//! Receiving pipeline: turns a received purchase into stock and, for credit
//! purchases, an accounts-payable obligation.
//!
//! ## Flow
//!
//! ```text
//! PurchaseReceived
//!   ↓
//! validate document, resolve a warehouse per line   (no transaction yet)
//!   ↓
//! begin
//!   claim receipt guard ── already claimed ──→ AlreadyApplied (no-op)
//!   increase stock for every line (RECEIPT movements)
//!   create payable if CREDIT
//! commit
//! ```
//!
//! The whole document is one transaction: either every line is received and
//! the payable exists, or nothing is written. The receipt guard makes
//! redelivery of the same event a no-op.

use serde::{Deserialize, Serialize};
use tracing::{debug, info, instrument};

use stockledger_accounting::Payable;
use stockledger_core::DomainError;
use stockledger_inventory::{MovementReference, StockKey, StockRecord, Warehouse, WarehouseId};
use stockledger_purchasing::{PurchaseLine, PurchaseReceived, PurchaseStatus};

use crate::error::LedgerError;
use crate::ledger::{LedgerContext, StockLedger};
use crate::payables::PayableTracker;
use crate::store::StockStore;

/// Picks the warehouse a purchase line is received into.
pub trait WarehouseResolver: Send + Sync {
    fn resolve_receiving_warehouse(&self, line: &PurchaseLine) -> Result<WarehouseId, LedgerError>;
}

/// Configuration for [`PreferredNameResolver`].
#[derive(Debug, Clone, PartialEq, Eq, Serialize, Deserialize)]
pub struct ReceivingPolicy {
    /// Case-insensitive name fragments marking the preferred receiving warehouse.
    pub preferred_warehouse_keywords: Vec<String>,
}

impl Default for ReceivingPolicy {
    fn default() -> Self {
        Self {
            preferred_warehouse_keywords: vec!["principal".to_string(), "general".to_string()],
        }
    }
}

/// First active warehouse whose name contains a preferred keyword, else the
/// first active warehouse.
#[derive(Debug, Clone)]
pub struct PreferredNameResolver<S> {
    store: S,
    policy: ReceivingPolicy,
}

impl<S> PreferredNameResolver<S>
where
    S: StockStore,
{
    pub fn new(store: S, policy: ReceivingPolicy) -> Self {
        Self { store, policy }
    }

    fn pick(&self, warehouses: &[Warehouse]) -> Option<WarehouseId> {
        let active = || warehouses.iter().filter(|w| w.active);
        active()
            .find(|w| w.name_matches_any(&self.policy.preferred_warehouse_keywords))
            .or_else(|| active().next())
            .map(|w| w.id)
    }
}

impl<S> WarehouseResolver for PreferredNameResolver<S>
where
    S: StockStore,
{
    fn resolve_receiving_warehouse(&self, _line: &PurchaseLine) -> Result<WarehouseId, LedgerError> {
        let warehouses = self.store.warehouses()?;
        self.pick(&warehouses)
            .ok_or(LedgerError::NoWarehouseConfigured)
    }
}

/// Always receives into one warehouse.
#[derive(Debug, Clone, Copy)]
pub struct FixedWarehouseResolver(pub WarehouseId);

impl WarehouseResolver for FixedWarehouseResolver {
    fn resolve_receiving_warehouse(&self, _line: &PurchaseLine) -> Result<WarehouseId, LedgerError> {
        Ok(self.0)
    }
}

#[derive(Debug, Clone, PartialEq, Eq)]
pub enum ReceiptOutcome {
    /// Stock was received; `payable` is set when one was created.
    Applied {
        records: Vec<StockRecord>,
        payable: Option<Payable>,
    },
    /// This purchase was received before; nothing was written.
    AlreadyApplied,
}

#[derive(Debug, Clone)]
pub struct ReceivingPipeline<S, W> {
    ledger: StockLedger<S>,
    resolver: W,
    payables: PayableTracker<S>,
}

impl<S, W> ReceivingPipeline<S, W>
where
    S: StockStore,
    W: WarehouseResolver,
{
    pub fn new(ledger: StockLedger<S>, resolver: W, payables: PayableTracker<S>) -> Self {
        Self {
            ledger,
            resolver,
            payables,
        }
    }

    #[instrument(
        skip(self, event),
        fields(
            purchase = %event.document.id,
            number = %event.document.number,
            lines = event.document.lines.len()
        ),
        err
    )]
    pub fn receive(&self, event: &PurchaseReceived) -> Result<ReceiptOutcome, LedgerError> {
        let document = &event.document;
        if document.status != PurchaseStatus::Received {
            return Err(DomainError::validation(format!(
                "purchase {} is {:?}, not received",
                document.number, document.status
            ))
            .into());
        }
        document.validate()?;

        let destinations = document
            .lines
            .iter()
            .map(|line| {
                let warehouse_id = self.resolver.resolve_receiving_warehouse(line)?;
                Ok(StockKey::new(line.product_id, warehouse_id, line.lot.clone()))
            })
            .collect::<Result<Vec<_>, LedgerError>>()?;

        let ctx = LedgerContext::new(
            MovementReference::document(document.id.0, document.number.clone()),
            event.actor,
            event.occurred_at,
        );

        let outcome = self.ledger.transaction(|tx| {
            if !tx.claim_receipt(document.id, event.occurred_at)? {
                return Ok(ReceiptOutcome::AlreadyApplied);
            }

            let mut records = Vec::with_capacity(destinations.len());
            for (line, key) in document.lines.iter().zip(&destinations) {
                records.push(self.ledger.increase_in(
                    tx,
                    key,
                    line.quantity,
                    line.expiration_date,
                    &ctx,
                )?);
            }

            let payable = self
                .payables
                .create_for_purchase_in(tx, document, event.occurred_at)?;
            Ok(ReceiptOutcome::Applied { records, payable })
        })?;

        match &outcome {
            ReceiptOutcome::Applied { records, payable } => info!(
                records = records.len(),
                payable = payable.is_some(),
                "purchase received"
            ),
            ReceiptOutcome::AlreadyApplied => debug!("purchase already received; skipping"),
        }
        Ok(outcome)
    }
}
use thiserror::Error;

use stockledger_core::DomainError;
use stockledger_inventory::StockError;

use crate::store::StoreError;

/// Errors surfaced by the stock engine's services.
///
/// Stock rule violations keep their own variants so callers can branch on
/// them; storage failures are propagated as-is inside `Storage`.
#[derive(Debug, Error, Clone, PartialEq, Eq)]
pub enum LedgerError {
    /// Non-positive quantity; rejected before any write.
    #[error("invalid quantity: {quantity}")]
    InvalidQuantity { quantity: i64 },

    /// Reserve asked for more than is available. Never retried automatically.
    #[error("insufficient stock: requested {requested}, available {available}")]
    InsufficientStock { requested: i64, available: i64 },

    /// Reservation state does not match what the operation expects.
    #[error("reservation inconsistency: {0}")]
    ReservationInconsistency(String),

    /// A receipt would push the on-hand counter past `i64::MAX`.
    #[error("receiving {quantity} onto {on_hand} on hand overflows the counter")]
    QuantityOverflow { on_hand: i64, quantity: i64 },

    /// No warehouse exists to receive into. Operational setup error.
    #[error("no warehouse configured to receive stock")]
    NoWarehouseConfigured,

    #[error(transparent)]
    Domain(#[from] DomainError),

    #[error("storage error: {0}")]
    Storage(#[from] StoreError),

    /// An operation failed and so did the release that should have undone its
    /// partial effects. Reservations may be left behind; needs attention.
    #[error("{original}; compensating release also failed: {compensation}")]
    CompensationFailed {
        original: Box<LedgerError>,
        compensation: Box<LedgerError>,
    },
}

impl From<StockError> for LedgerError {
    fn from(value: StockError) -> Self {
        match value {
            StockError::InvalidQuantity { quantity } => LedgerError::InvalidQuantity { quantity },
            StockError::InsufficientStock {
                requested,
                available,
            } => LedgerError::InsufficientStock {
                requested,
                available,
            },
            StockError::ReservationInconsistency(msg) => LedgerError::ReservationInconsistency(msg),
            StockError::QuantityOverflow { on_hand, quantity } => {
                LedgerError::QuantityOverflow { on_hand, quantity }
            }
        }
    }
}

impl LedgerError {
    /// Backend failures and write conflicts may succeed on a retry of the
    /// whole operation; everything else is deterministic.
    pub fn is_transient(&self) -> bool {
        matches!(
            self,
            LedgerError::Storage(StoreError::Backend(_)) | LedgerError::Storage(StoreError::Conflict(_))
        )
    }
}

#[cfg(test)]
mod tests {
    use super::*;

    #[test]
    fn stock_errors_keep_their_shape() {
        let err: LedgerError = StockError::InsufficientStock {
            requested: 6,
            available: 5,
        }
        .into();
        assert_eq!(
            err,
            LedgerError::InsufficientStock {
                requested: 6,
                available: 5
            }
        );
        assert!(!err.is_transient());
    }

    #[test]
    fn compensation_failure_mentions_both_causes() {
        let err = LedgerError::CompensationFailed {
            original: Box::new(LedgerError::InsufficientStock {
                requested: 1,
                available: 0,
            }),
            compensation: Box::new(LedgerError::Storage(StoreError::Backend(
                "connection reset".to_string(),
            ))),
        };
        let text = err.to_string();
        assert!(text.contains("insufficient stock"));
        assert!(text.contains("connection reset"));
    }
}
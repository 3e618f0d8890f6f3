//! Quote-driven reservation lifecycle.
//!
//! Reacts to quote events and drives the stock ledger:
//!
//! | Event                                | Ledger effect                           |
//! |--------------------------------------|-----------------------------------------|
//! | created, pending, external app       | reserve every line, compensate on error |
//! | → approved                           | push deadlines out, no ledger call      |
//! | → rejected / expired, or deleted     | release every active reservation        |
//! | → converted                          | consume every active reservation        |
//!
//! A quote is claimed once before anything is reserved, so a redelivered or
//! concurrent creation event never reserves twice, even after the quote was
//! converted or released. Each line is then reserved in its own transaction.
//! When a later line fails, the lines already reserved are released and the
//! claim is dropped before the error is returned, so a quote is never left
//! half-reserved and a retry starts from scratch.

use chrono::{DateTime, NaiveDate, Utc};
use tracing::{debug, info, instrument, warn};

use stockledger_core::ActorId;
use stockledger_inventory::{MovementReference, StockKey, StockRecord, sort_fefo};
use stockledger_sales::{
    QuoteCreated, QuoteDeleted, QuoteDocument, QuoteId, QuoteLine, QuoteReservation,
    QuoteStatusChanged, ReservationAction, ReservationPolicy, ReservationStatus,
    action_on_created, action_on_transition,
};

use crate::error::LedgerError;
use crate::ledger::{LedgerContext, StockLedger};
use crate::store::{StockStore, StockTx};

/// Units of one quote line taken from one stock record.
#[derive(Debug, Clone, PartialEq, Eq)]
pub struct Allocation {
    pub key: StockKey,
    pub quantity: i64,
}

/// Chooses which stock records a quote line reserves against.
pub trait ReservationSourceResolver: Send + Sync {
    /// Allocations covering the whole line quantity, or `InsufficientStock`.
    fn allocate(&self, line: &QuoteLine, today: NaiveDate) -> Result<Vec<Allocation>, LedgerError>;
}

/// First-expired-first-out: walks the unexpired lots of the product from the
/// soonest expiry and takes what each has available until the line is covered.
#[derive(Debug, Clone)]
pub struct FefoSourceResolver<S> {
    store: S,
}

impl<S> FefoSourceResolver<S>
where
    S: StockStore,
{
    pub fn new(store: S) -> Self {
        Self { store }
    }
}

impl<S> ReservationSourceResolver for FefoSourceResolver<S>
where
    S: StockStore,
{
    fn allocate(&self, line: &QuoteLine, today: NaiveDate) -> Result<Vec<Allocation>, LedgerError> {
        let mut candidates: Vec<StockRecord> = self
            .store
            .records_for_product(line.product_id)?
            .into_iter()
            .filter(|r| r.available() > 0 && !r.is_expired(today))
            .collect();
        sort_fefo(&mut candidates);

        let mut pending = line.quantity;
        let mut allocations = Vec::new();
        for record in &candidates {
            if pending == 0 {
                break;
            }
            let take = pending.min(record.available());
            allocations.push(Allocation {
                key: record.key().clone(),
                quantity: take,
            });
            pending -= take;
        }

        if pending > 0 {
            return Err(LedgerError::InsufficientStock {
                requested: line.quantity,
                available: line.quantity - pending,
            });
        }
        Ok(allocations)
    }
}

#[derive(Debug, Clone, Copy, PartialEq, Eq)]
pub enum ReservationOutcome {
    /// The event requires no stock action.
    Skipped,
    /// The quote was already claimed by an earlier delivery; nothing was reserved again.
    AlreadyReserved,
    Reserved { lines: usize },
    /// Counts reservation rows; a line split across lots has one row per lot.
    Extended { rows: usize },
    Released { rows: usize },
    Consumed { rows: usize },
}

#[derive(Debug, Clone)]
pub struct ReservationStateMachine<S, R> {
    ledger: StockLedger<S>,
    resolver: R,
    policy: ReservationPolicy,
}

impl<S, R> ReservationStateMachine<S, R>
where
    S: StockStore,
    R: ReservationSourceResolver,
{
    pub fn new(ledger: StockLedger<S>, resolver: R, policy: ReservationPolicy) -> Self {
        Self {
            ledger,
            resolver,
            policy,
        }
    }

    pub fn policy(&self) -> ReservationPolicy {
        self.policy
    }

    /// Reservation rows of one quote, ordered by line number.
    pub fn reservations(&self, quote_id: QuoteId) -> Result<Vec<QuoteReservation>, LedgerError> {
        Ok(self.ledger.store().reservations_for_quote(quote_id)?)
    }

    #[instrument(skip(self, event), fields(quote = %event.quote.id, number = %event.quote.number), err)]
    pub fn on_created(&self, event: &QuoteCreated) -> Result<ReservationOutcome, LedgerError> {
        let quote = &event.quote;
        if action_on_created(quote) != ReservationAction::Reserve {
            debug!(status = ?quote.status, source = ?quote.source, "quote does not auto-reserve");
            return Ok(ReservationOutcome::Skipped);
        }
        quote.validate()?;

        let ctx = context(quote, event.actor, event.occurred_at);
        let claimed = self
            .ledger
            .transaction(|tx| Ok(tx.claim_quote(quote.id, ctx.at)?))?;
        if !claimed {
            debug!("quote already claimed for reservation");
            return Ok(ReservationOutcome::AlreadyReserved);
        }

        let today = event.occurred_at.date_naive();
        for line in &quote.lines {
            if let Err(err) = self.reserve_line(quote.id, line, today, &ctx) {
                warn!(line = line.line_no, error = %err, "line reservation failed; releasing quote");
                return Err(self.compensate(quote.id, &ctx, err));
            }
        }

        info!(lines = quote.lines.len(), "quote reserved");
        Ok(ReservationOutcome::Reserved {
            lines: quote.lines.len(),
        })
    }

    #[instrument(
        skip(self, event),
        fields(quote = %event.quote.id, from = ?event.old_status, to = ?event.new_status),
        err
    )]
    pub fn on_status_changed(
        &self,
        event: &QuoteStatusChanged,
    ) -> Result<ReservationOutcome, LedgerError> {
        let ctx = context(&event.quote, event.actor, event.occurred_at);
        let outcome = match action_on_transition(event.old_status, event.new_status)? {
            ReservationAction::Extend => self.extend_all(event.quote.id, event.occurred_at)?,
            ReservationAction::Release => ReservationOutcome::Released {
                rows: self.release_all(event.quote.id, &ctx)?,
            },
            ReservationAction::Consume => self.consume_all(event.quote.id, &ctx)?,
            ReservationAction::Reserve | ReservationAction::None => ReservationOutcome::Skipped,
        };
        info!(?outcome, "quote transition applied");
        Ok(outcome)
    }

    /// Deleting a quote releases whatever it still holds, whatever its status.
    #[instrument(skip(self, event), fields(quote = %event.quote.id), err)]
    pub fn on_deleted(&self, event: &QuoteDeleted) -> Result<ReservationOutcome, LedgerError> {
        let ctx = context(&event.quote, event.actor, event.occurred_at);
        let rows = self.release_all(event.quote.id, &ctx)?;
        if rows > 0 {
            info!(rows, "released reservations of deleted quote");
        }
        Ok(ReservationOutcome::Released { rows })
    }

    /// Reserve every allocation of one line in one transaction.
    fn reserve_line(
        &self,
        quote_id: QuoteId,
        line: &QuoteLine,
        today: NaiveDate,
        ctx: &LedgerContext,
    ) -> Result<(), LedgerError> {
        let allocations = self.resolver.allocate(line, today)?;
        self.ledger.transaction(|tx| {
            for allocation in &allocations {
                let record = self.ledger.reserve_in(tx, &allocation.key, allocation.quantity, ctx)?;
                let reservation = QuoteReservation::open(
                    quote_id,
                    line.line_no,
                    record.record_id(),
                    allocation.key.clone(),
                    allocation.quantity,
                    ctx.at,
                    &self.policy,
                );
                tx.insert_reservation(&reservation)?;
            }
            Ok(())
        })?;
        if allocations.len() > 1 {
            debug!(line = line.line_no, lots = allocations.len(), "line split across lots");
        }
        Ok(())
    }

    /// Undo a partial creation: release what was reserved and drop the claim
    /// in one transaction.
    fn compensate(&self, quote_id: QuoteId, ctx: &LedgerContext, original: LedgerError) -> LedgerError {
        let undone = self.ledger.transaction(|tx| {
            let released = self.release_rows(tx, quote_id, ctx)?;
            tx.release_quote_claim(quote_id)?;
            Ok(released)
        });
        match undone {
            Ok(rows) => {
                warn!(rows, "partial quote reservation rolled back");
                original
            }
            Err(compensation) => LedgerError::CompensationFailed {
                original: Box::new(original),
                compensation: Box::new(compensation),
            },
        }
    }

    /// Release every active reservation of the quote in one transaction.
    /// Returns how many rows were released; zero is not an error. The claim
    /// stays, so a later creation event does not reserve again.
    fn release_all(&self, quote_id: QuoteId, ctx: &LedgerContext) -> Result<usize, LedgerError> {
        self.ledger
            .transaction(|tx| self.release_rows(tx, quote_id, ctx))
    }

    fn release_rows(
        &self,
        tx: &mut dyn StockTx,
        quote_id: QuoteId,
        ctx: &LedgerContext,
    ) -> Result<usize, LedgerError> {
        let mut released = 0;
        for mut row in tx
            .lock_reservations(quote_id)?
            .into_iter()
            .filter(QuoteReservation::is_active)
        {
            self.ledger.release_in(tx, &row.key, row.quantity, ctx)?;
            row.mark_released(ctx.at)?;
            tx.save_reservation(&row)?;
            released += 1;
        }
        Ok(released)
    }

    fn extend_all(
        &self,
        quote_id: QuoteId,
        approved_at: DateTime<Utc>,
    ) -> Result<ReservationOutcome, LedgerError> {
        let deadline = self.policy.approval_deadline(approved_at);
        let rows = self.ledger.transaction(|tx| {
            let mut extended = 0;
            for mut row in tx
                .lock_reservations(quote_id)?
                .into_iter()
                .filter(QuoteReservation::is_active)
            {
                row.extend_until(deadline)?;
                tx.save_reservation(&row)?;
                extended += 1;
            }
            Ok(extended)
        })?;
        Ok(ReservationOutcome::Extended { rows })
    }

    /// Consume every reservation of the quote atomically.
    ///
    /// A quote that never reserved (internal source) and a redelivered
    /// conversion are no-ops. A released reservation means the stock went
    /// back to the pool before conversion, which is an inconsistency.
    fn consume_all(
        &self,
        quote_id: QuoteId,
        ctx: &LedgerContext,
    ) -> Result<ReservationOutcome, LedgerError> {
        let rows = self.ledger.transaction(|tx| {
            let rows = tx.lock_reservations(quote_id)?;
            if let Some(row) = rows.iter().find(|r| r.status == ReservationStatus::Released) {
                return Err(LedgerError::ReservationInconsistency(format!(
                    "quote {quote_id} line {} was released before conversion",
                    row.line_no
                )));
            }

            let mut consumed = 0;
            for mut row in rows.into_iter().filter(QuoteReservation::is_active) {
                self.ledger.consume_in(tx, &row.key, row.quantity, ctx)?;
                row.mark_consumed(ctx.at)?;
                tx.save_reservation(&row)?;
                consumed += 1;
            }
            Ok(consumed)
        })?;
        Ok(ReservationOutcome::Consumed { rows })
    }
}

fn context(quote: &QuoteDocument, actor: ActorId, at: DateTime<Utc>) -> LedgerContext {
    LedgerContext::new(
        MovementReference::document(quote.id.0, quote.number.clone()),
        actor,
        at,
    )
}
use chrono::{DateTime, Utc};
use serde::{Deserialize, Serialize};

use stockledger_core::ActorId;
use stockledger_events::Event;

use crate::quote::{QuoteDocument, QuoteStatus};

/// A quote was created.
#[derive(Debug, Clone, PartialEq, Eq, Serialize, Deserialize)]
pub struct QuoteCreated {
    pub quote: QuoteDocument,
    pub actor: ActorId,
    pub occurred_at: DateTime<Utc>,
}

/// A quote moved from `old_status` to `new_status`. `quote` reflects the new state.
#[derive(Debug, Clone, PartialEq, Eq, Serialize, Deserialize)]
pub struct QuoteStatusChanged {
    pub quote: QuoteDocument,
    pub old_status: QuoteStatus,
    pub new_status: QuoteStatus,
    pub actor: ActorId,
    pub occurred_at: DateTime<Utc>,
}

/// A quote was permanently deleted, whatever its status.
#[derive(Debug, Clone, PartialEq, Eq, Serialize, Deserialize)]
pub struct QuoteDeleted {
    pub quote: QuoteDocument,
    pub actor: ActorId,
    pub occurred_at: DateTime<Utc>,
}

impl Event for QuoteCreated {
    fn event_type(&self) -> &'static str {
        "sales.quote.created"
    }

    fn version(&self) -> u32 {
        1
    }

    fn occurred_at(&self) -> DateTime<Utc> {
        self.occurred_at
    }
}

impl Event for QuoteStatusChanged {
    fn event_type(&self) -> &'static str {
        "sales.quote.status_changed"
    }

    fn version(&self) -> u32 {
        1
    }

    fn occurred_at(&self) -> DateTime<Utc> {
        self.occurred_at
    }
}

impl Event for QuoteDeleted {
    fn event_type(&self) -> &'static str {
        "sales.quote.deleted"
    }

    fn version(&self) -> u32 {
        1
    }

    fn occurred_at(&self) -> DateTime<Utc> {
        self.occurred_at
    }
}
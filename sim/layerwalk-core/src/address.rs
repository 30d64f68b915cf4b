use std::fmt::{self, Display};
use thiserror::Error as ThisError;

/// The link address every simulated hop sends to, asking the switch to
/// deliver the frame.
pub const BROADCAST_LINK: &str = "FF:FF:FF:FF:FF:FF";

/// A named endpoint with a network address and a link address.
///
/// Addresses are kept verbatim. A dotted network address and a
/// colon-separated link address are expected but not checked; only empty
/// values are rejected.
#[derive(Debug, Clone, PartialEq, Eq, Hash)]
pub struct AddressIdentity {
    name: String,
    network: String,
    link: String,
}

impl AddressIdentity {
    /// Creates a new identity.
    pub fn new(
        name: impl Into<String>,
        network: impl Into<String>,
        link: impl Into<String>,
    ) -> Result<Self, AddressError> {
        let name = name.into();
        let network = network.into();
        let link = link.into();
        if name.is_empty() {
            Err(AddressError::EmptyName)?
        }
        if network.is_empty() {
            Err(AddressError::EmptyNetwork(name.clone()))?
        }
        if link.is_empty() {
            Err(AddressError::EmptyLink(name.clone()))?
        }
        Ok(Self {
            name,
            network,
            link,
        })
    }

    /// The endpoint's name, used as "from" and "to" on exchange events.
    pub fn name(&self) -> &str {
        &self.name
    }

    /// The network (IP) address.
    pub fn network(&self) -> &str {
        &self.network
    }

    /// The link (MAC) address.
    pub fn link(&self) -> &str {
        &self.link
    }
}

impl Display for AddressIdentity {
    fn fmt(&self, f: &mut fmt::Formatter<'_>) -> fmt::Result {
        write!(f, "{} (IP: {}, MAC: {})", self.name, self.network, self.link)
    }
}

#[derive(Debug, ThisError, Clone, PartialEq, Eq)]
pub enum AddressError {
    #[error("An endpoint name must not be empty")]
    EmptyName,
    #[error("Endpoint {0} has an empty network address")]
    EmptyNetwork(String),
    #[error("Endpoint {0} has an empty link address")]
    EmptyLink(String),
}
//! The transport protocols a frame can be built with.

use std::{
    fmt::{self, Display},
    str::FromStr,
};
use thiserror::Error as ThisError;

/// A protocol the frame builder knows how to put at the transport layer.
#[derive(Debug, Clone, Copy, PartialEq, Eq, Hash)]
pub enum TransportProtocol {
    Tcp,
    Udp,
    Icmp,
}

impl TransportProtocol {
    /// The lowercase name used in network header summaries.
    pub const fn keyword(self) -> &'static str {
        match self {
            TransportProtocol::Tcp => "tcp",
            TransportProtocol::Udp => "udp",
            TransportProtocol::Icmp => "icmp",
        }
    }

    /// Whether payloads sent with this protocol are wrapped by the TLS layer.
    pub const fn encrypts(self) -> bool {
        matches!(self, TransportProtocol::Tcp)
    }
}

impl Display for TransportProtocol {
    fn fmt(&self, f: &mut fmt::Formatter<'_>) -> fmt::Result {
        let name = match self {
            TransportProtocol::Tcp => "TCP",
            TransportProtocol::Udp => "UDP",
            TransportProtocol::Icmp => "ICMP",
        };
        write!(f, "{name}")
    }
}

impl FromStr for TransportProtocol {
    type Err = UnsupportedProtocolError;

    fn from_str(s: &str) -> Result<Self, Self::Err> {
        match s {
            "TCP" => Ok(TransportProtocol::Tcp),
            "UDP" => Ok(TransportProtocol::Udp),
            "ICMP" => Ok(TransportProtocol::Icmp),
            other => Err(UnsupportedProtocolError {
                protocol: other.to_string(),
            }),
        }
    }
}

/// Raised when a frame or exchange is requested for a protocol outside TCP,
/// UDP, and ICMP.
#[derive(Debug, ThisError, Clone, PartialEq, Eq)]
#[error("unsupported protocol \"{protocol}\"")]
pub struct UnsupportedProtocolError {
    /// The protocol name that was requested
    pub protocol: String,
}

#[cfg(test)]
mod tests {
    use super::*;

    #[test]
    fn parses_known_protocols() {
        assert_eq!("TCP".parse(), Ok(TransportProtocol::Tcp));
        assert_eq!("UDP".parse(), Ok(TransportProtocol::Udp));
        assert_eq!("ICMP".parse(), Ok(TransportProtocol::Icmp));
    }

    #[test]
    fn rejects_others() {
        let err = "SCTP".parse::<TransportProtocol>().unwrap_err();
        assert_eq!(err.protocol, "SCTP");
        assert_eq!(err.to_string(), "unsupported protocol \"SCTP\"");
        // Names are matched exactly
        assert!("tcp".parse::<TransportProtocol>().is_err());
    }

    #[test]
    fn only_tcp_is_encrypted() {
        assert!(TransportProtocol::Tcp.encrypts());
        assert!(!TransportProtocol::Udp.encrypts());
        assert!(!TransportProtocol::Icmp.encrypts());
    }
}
◆ ◆ ◆
◆ Your assignment:
If a line in the data above includes the string "Hash", copy it.

◆ Answer section:
#[derive(Debug, Clone, PartialEq, Eq, Hash)]
#[derive(Debug, Clone, Copy, PartialEq, Eq, Hash)]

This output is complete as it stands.